#### What is needed
Please count how many lines of the data include the word "previous". Give only that number in reply.

Collected data entries:
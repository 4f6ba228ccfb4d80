//! Directory state and the registry node

use crate::RegistryConfig;
use microws_net::address::SCHEME;
use microws_net::{Address, Channel, Fabric, FabricConfig, FabricObserver, ObserverId, TransportError};
use microws_proto::directory as commands;
use microws_proto::{status, Exception, DEFAULT_TIMEOUT};
use serde_json::Value;
use std::collections::HashMap;
use std::sync::Arc;
use std::time::Duration;
use tokio::sync::RwLock;
use tracing::{debug, info};

/// Announcement made through one channel
#[derive(Debug, Clone)]
struct Entry {
    host: String,
    channel: String,
}

/// Namespace -> host table
#[derive(Debug, Default)]
struct Directory {
    entries: RwLock<HashMap<String, Entry>>,
}

impl Directory {
    /// Upsert; the last announcement wins
    async fn online(&self, namespace: &str, channel: &Channel) {
        let entry = Entry {
            host: channel.host().to_string(),
            channel: channel.id().to_string(),
        };
        let previous = self.entries.write().await.insert(namespace.to_string(), entry);
        match previous {
            Some(previous) if previous.host != channel.host() => {
                info!("+ {} -> {} (replacing {})", namespace, channel.host(), previous.host)
            }
            _ => info!("+ {} -> {}", namespace, channel.host()),
        }
    }

    async fn resolve(&self, namespace: &str) -> Option<String> {
        self.entries.read().await.get(namespace).map(|entry| entry.host.clone())
    }

    /// Drop every namespace announced through `channel_id`
    async fn prune(&self, channel_id: &str) {
        let mut entries = self.entries.write().await;
        entries.retain(|namespace, entry| {
            let keep = entry.channel != channel_id;
            if !keep {
                info!("- {} ({})", namespace, entry.host);
            }
            keep
        });
    }

    async fn snapshot(&self) -> HashMap<String, String> {
        self.entries
            .read()
            .await
            .iter()
            .map(|(namespace, entry)| (namespace.clone(), entry.host.clone()))
            .collect()
    }
}

/// Prunes announcements when their channel goes away
struct Pruner {
    directory: Arc<Directory>,
}

impl FabricObserver for Pruner {
    fn on_disconnect(&self, channel: &Arc<Channel>) {
        let directory = Arc::clone(&self.directory);
        let channel_id = channel.id().to_string();
        tokio::spawn(async move { directory.prune(&channel_id).await });
    }
}

fn namespace_arg(cmd: &str, props: &[Value]) -> Result<String, Exception> {
    props
        .first()
        .and_then(Value::as_str)
        .filter(|namespace| !namespace.is_empty())
        .map(str::to_string)
        .ok_or_else(|| Exception::new(status::BAD_REQUEST, format!("'{}' expects a namespace", cmd)))
}

/// A running registry node
pub struct Registry {
    fabric: Arc<Fabric>,
    directory: Arc<Directory>,
    observer: ObserverId,
    port: u16,
}

impl Registry {
    /// Bind the directory commands and start listening
    pub async fn start(config: RegistryConfig) -> Result<Self, TransportError> {
        let fabric = Fabric::new(FabricConfig {
            listen_host: config.host.clone(),
            announce_host: config.announce_host.clone(),
            ..FabricConfig::default()
        });
        let directory = Arc::new(Directory::default());

        let book = Arc::clone(&directory);
        fabric
            .bind(
                commands::PROTOCOL,
                commands::ONLINE,
                Arc::new(move |channel: Arc<Channel>, props: Vec<Value>| {
                    let book = Arc::clone(&book);
                    async move {
                        let namespace = namespace_arg(commands::ONLINE, &props)?;
                        book.online(&namespace, &channel).await;
                        Ok::<Value, Exception>(Value::Null)
                    }
                }),
            )
            .await?;

        let book = Arc::clone(&directory);
        fabric
            .bind(
                commands::PROTOCOL,
                commands::WHERE,
                Arc::new(move |_channel: Arc<Channel>, props: Vec<Value>| {
                    let book = Arc::clone(&book);
                    async move {
                        let namespace = namespace_arg(commands::WHERE, &props)?;
                        let host = book.resolve(&namespace).await;
                        debug!("where {} -> {:?}", namespace, host);
                        Ok::<Value, Exception>(host.map(Value::String).unwrap_or(Value::Null))
                    }
                }),
            )
            .await?;

        let observer = fabric
            .subscribe(Arc::new(Pruner {
                directory: Arc::clone(&directory),
            }))
            .await;
        let local_addr = fabric.listen(config.port).await?;

        info!("Registry started on port {}", local_addr.port());
        Ok(Self {
            fabric,
            directory,
            observer,
            port: local_addr.port(),
        })
    }

    /// Port the registry is listening on
    pub fn port(&self) -> u16 {
        self.port
    }

    /// Host currently announced for `namespace`
    pub async fn lookup(&self, namespace: &str) -> Option<String> {
        self.directory.resolve(namespace).await
    }

    /// Every announced namespace and its host
    pub async fn namespaces(&self) -> HashMap<String, String> {
        self.directory.snapshot().await
    }

    /// The registry's own fabric
    pub fn fabric(&self) -> &Arc<Fabric> {
        &self.fabric
    }

    /// Call `ws://<namespace>/<cmd>` on a registered agent
    pub async fn fetch(
        &self,
        address: &str,
        args: Vec<Value>,
        timeout: Option<Duration>,
    ) -> Result<Value, Exception> {
        let address = Address::parse(address)?;
        let host = self.lookup(&address.namespace).await.ok_or_else(|| {
            Exception::not_found(format!("Cannot find the namespace '{}'", address.namespace))
        })?;

        let channel = self.fabric.acquire(&host).await?;
        let call = channel
            .fetch(SCHEME, &address.cmd, args, timeout.unwrap_or(DEFAULT_TIMEOUT))
            .await?;
        call.response().await
    }

    /// Stop listening and drop every connection
    pub async fn terminate(&self) {
        self.fabric.unsubscribe(self.observer).await;
        self.fabric.close().await;
        info!("Registry on port {} terminated", self.port);
    }
}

#### Written response
4